5 Effective August 1, 2015 Rule 26.3000 has been re-codified as Rule 3.2510.
19
Attorney Fees
- As Claimant has only partially prevailed, he is entitled to an award of only those
costs that relate directly to the claims he successfully litigated. Hatin v. Our Lady
of Providence, Opinion No. 21S-03 (October 22, 2003), citing Brown v. Whiting,
Opinion No. 7-97WC (June 13, 1997). As for attorney fees, in cases where a
claimant has only partially prevailed, the Commissioner typically exercises her
discretion to award fees commensurate with the extent of the claimant’s success.

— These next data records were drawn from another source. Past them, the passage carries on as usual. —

use crate::commands::{run_worker, Command, CommandQueue, CommandTarget, QueuedCommand};
use crate::config::{LauncherConfig, COMMAND_QUEUE_CAPACITY, PROGRESS_INTERVAL};
use crate::errors::{LauncherError, Result};
use crate::models::{Channel, ReleaseCache, Settings};
use crate::services::asset_selector::{select_asset, Platform};
use crate::services::availability::{AvailabilityMap, AvailabilityWatcher, LocalTarget};
use crate::services::downloader::{Downloader, ProgressSink};
use crate::services::installer::extract_zip;
use crate::services::refresher::{RefreshPhase, ReleaseRefresher};
use crate::services::release_client::ReleaseClient;
use crate::services::store::Store;
use crate::services::translator::Translator;
use crate::utils::file::FileManager;

#[cfg(target_os = "windows")]
const CREATE_NO_WINDOW: u32 = 0x08000000;

/// Invoked whenever background state changed in a way the UI should show.
pub type UiRefresh = Arc<dyn Fn() + Send + Sync>;

#[derive(Clone, Copy, Debug, PartialEq, Eq)]
pub enum PrimaryAction {
    Install,
    Update,
    Play,
    Unavailable,
}

/// Status line shared with the presentation layer.
#[derive(Clone)]
pub struct ProgressText {
    slot: Arc<RwLock<String>>,
    on_change: UiRefresh,
}

impl ProgressText {
    fn new(on_change: UiRefresh) -> Self {
        Self {
            slot: Arc::new(RwLock::new(String::new())),
            on_change,
        }
    }

    pub fn get(&self) -> String {
        self.slot
            .read()
            .unwrap_or_else(PoisonError::into_inner)
            .clone()
    }

    pub fn set(&self, status: impl Into<String>) {
        *self.slot.write().unwrap_or_else(PoisonError::into_inner) = status.into();
        (self.on_change)();
    }

    pub fn clear(&self) {
        self.set(String::new());
    }
}

impl ProgressSink for ProgressText {
    fn report(&self, status: String) {
        self.set(status);
    }
}

struct BusyGuard<'a>(&'a AtomicBool);

impl Drop for BusyGuard<'_> {
    fn drop(&mut self) {
        self.0.store(false, Ordering::SeqCst);
    }
}

/// Parts consumed by `start`.
struct PendingTasks {
    commands: mpsc::Receiver<QueuedCommand>,
    refresher: ReleaseRefresher,
    reset: mpsc::Receiver<()>,
}

#[inline]
fn hide_console_window(command: &mut std::process::Command) {
    #[cfg(target_os = "windows")]
    {
        use std::os::windows::process::CommandExt;
        command.creation_flags(CREATE_NO_WINDOW);
    }
    #[cfg(not(target_os = "windows"))]
    let _ = command;
}

/// Owns the stores, the command worker and both schedulers.
pub struct LauncherModel {
    config: LauncherConfig,
    files: FileManager,
    settings: Store<Settings>,
    cache: Store<ReleaseCache>,
    downloader: Downloader,
    translator: Arc<dyn Translator>,
    availability: AvailabilityWatcher,
    commands: CommandQueue,
    reset_tx: mpsc::Sender<()>,
    cancel: watch::Sender<bool>,
    phase: watch::Receiver<RefreshPhase>,
    pending: Mutex<Option<PendingTasks>>,
    tasks: Mutex<Vec<JoinHandle<()>>>,
    progress: ProgressText,
    busy: AtomicBool,
    ui_refresh: UiRefresh,
}
use std::any::Any;
use std::panic::AssertUnwindSafe;
use std::sync::Arc;

use async_trait::async_trait;
use futures_util::FutureExt;
use tokio::sync::mpsc::error::TrySendError;
use tokio::sync::{mpsc, watch};
use uuid::Uuid;

use super::Command;
use crate::errors::{LauncherError, Result};

#[derive(Debug)]
pub struct QueuedCommand {
    pub id: Uuid,
    pub command: Command,
}

/// Whatever the worker hands dequeued commands to.
#[async_trait]
pub trait CommandTarget: Send + Sync {
    async fn execute(&self, command: Command) -> Result<()>;
}

#[derive(Clone)]
pub struct CommandQueue {
    sender: mpsc::Sender<QueuedCommand>,
}

impl CommandQueue {
    pub fn new(capacity: usize) -> (Self, mpsc::Receiver<QueuedCommand>) {
        let (sender, receiver) = mpsc::channel(capacity.max(1));
        (Self { sender }, receiver)
    }

    /// Never waits: a full queue is reported back to the caller.
    pub fn enqueue(&self, command: Command) -> Result<Uuid> {
        let id = Uuid::new_v4();
        let name = command.name();
        match self.sender.try_send(QueuedCommand { id, command }) {
            Ok(()) => {
                tracing::debug!("queued command {} ({})", name, id);
                Ok(id)
            }
            Err(TrySendError::Full(_)) => {
                tracing::warn!("command queue full, dropping {}", name);
                Err(LauncherError::Queue(format!("queue full, {name} not accepted")))
            }
            Err(TrySendError::Closed(_)) => {
                Err(LauncherError::Queue("command worker has stopped".to_string()))
            }
        }
    }

    pub async fn enqueue_wait(&self, command: Command) -> Result<Uuid> {
        let id = Uuid::new_v4();
        self.sender
            .send(QueuedCommand { id, command })
            .await
            .map_err(|_| LauncherError::Queue("command worker has stopped".to_string()))?;
        Ok(id)
    }
}

fn panic_message(payload: &(dyn Any + Send)) -> String {
    if let Some(text) = payload.downcast_ref::<&str>() {
        (*text).to_string()
    } else if let Some(text) = payload.downcast_ref::<String>() {
        text.clone()
    } else {
        "unknown panic".to_string()
    }
}

async fn run_one<T: CommandTarget + ?Sized>(target: &T, queued: QueuedCommand) {
    let QueuedCommand { id, command } = queued;
    let name = command.name();
    match AssertUnwindSafe(target.execute(command)).catch_unwind().await {
        Ok(Ok(())) => tracing::debug!("command {} ({}) done", name, id),
        Ok(Err(err)) => tracing::error!("command {} ({}) failed: {}", name, id, err),
        Err(panic) => tracing::error!(
            "command {} ({}) panicked: {}",
            name,
            id,
            panic_message(panic.as_ref())
        ),
    }
}

/// Drains `receiver` one command at a time until cancelled.
pub async fn run_worker<T: CommandTarget + ?Sized>(
    target: Arc<T>,
    mut receiver: mpsc::Receiver<QueuedCommand>,
    mut cancel: watch::Receiver<bool>,
) {
    loop {
        if *cancel.borrow() {
            break;
        }
        let next = tokio::select! {
            biased;
            _ = cancel.changed() => break,
            next = receiver.recv() => next,
        };
        let Some(queued) = next else { break };
        run_one(target.as_ref(), queued).await;
    }

    receiver.close();
    let mut discarded = 0usize;
    while let Ok(queued) = receiver.try_recv() {
        tracing::debug!("discarding {} ({}) on shutdown", queued.command.name(), queued.id);
        discarded += 1;
    }
    if discarded > 0 {
        tracing::warn!("command worker stopped with {} pending commands", discarded);
    }
    tracing::info!("command worker stopped");
}
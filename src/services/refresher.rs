use std::time::Duration;

use chrono::{DateTime, Utc};
use tokio::sync::{mpsc, watch};

use crate::config::RefreshPolicy;
use crate::models::ReleaseCache;
use crate::services::model::UiRefresh;
use crate::services::release_client::ReleaseClient;
use crate::services::store::Store;

#[derive(Clone, Copy, Debug, PartialEq, Eq)]
pub enum RefreshPhase {
    Starting,
    InitialFetch,
    Waiting,
    Fetching,
    Stopping,
    Stopped,
}

/// Delay until the next refresh: wait for the rate-limit window to reset, but
/// never less than `min_interval`. Without a future reset, use the default.
pub fn next_interval(
    now: DateTime<Utc>,
    reset: Option<DateTime<Utc>>,
    policy: &RefreshPolicy,
) -> Duration {
    match reset.and_then(|at| (at - now).to_std().ok()) {
        Some(until_reset) if !until_reset.is_zero() => until_reset.max(policy.min_interval),
        _ => policy.default_interval,
    }
}

/// Keeps the release cache fresh against the remote feed.
pub struct ReleaseRefresher {
    client: ReleaseClient,
    cache: Store<ReleaseCache>,
    policy: RefreshPolicy,
    phase: watch::Sender<RefreshPhase>,
    on_change: UiRefresh,
}

impl ReleaseRefresher {
    pub fn new(
        client: ReleaseClient,
        cache: Store<ReleaseCache>,
        policy: RefreshPolicy,
        on_change: UiRefresh,
    ) -> Self {
        let (phase, _) = watch::channel(RefreshPhase::Starting);
        Self {
            client,
            cache,
            policy,
            phase,
            on_change,
        }
    }

    pub fn phase(&self) -> watch::Receiver<RefreshPhase> {
        self.phase.subscribe()
    }

    fn set_phase(&self, phase: RefreshPhase) {
        self.phase.send_replace(phase);
    }

    fn persist(&self) {
        if let Err(err) = self.cache.save() {
            tracing::error!("failed to save release cache: {}", err);
        }
    }

    pub async fn refresh_rate_limit(&self) -> bool {
        match self.client.fetch_rate_limit().await {
            Ok(rate) => {
                self.cache.update(|cache| {
                    cache.rate_limit = Some(rate);
                    cache.rate_limit_fetched_at = Some(Utc::now());
                });
                self.persist();
                true
            }
            Err(err) => {
                tracing::warn!("rate limit refresh failed: {}", err);
                false
            }
        }
    }

    /// Skipped while the last known budget sits below the floor.
    pub async fn refresh_releases(&self) -> bool {
        if let Some(remaining) = self.cache.read(ReleaseCache::remaining_budget) {
            if remaining < self.policy.remaining_floor {
                tracing::warn!(
                    "skipping release refresh: {} requests left (floor {})",
                    remaining,
                    self.policy.remaining_floor
                );
                return false;
            }
        }
        match self.client.fetch_latest_releases().await {
            Ok(latest) => {
                self.cache.update(|cache| {
                    cache.releases = Some(latest);
                    cache.releases_fetched_at = Some(Utc::now());
                });
                self.persist();
                true
            }
            Err(err) => {
                tracing::warn!("release refresh failed: {}", err);
                false
            }
        }
    }

    /// Fetches whichever records are missing or past their max age.
    pub async fn initial_fetch(&self) -> bool {
        let now = Utc::now();
        let (rate_stale, releases_stale) = self.cache.read(|cache| {
            (
                cache.rate_limit_is_stale(now, self.policy.rate_limit_max_age),
                cache.releases_are_stale(now, self.policy.releases_max_age),
            )
        });

        let mut changed = false;
        if rate_stale {
            changed |= self.refresh_rate_limit().await;
        }
        if releases_stale {
            changed |= self.refresh_releases().await;
            // Listing releases spends budget.
            changed |= self.refresh_rate_limit().await;
        }
        if !rate_stale && !releases_stale {
            tracing::info!("release cache is fresh, skipping initial fetch");
        }
        changed
    }

    async fn fetch_all(&self) -> bool {
        self.set_phase(RefreshPhase::Fetching);
        let releases = self.refresh_releases().await;
        let rate = self.refresh_rate_limit().await;
        releases || rate
    }

    pub async fn run(self, mut cancel: watch::Receiver<bool>, mut reset: mpsc::Receiver<()>) {
        if !*cancel.borrow() {
            self.set_phase(RefreshPhase::InitialFetch);
            if self.initial_fetch().await {
                (self.on_change)();
            }
        }

        loop {
            if *cancel.borrow() {
                break;
            }
            let wait = next_interval(
                Utc::now(),
                self.cache.read(ReleaseCache::reset_at),
                &self.policy,
            );
            self.set_phase(RefreshPhase::Waiting);
            tracing::debug!("next release refresh in {}s", wait.as_secs());

            let trigger = tokio::select! {
                _ = cancel.changed() => break,
                Some(()) = reset.recv() => "reset",
                _ = tokio::time::sleep(wait) => "tick",
            };
            tracing::debug!("release refresh triggered by {}", trigger);
            if self.fetch_all().await {
                (self.on_change)();
            }
        }

        self.set_phase(RefreshPhase::Stopping);
        self.persist();
        self.set_phase(RefreshPhase::Stopped);
        tracing::info!("release refresher stopped");
    }
}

Subject to these limitations, Claimant shall have 30 days from the date of this
opinion to submit evidence of his allowable costs and attorney fees.
ORDER:
Based on the foregoing findings of fact and conclusions of law, Claimant’s claim for
medical benefits covering the following medical services and supplies is hereby
DENIED:
- Physical therapy services rendered on November 19 and 22, 2010 and
December 1, 2, 6, 8, and 13, 2010;
- Evaluation and treatment of Claimant’s cervical condition by Dr. Miller as
reflected on the eight “cervicalgia” bills described in Finding of Fact No.
34 supra;
- Trigger point and other cervical injections, including those reflected on
Dr. Miller’s March 15, 2012 billing, as described in Finding of Fact No.
35 supra;
- TENS unit and associated supplies;
- Catapres-TTS or other prescription blood pressure medications; and
- Mileage reimbursement.
Defendant is hereby ORDERED to pay medical benefits covering the following medical
services and supplies, in accordance with 21 V.S.A. §640(a):
- Evaluation and treatment of Claimant’s cognitive or other head injury,
occipital neuralgia and concussive headaches, including evaluation and
treatment rendered by Dr. Miller on November 8, 2010 and March 15,
2012, as described in Finding of Fact Nos. 34 and 35 supra, and occipital
nerve blocks;
20
- Reimbursement to Claimant for prescription medication costs (oxycodone,
zolpidem tartrate and paroxetine) totaling $719.99, with interest from the
date of purchase in accordance with 21 V.S.A. §664;
- Prescription medications, including oxycodone, zolpidem tartrate and
paroxetine, or other medications prescribed for pain control, sleep
disturbance and/or depression, all as causally related to Claimant’s
cognitive or other head injury;
- Ongoing treatment for visual deficits, including specifically optometric
visual rehabilitation therapy and glasses with prism;
- Full coverage crowns and other dental treatment necessary to repair
accident-related damage to tooth numbers 7, 8, 9, 10 and 30;
- Mental health counseling and anti-depressant medications, all as causally
related to Claimant’s cognitive or other head injury; and
- Costs and attorney fees in amounts to be determined, in accordance with
21 V.S.A. §678.
DATED at Montpelier, Vermont this _____ day of ______________, 2016.
_________________________
Anne M. Noonan
Commissioner
Appeal:
Within 30 days after copies of this opinion have been mailed, either party may appeal
questions of fact or mixed questions of law and fact to a superior court or questions of
law to the Vermont Supreme Court. 21 V.S.A. §§670, 672.